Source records

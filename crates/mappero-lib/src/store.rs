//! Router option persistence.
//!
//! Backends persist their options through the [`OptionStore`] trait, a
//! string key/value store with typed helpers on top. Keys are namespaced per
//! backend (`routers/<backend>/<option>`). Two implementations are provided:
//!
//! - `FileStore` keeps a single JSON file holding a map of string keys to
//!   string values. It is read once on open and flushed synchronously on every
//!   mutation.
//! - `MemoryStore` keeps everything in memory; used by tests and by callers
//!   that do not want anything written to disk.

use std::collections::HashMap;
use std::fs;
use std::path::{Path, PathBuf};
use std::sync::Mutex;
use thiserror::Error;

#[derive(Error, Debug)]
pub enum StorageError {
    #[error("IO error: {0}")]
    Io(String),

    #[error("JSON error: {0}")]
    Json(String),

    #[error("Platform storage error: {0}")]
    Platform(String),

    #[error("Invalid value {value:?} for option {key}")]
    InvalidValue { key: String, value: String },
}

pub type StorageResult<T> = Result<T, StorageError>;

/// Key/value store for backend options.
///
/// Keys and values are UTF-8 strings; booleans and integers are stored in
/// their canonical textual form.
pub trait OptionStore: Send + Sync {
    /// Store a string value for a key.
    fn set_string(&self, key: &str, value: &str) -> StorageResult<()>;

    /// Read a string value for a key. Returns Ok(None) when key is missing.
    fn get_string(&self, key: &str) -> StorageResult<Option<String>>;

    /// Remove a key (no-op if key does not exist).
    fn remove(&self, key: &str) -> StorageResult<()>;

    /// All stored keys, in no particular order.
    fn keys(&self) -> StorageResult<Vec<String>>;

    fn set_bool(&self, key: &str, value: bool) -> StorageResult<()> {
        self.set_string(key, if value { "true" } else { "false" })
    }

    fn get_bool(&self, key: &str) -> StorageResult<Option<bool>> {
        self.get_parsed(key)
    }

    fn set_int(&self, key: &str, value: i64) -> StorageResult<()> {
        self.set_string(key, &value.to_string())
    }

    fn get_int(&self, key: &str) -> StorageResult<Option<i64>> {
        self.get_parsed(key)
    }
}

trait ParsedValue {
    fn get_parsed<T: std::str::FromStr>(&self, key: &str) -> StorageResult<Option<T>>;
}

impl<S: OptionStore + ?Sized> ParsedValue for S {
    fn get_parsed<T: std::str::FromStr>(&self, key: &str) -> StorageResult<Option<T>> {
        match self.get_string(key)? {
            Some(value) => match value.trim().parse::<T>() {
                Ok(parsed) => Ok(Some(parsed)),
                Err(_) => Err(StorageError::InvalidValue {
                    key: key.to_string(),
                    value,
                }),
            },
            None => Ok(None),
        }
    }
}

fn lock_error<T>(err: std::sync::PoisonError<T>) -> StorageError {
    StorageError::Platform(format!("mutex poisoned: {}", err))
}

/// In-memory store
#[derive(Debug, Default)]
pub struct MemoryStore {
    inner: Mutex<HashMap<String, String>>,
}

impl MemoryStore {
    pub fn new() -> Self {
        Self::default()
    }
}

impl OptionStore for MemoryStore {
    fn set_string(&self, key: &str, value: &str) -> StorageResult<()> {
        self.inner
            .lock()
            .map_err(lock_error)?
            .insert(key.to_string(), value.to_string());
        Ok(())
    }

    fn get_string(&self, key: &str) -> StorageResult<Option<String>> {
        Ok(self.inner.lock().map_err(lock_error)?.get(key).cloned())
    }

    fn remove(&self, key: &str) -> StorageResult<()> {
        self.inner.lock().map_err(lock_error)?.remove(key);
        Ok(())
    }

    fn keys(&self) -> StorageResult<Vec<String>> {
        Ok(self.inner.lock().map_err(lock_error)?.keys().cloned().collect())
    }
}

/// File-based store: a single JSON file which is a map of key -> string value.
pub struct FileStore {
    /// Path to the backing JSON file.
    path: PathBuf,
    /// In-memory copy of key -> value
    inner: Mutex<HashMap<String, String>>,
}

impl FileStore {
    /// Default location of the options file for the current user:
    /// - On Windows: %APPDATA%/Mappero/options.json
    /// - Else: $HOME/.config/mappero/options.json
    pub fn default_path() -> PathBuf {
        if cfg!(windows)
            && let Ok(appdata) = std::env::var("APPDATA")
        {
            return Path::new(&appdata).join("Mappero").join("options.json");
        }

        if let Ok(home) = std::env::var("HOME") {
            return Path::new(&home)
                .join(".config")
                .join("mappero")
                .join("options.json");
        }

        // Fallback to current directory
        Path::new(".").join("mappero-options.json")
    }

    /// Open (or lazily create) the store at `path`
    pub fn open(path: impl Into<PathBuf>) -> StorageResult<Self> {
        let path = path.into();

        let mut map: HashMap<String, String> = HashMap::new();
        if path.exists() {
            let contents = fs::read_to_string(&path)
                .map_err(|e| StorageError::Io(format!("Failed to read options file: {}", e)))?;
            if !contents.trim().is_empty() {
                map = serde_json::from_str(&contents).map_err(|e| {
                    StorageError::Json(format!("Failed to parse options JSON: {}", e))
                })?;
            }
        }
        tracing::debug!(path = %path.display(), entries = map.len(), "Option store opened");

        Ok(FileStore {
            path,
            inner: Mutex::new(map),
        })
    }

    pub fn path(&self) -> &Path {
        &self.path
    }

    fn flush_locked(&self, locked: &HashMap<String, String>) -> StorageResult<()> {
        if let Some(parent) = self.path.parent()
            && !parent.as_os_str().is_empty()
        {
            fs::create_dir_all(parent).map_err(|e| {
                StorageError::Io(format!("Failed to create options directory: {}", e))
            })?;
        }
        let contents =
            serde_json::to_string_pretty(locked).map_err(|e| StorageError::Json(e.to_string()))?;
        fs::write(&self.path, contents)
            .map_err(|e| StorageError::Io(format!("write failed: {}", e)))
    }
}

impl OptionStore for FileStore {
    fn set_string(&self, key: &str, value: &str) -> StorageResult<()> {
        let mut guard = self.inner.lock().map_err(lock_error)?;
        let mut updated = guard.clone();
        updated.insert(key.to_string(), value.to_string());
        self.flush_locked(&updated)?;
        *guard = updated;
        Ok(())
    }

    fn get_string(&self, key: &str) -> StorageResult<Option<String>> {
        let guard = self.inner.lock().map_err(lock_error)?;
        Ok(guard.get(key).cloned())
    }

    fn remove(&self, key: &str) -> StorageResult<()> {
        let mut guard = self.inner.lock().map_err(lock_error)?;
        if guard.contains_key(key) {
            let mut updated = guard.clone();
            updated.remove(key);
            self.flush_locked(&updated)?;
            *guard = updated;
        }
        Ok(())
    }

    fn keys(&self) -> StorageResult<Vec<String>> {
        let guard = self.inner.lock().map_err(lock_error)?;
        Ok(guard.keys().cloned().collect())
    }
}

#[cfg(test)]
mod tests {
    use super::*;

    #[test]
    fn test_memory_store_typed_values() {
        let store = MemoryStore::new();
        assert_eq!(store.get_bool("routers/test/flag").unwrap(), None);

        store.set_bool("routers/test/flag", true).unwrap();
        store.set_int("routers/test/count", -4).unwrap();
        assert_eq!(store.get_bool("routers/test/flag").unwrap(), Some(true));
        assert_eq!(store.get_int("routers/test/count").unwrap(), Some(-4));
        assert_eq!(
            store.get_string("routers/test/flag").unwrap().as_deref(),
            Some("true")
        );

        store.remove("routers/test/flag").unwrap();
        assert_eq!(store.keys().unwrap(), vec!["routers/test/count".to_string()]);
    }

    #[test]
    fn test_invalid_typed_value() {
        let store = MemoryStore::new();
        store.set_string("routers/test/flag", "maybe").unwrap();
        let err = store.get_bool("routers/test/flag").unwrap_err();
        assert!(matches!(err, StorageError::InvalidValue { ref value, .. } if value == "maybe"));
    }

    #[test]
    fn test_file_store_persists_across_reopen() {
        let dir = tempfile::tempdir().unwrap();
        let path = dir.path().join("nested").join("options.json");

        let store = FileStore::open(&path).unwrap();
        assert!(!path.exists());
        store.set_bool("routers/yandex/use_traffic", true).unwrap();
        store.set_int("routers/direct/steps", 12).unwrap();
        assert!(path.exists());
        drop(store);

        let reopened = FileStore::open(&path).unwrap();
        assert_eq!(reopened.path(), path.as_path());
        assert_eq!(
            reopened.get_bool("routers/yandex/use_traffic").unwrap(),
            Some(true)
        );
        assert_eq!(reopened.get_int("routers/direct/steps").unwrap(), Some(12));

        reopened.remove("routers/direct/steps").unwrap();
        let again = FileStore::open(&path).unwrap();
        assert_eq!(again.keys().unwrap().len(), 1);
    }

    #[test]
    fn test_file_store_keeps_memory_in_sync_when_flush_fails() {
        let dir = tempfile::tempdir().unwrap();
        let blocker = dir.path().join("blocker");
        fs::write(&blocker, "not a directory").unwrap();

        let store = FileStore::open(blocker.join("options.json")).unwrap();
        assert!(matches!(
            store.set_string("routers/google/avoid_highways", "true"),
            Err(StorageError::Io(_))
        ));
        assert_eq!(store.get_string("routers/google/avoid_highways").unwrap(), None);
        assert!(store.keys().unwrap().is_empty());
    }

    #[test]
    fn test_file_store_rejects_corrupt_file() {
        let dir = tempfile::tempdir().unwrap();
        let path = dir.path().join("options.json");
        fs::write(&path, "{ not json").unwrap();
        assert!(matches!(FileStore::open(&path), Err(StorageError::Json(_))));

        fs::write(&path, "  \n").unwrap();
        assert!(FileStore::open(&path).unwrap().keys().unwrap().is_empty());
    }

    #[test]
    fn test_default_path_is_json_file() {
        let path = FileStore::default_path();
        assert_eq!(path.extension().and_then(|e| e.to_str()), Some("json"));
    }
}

ASSIGNED TASK ->
A single number is the whole answer: the tally of lines in the entries that hold "cloned".

TASK OUTPUT ->
4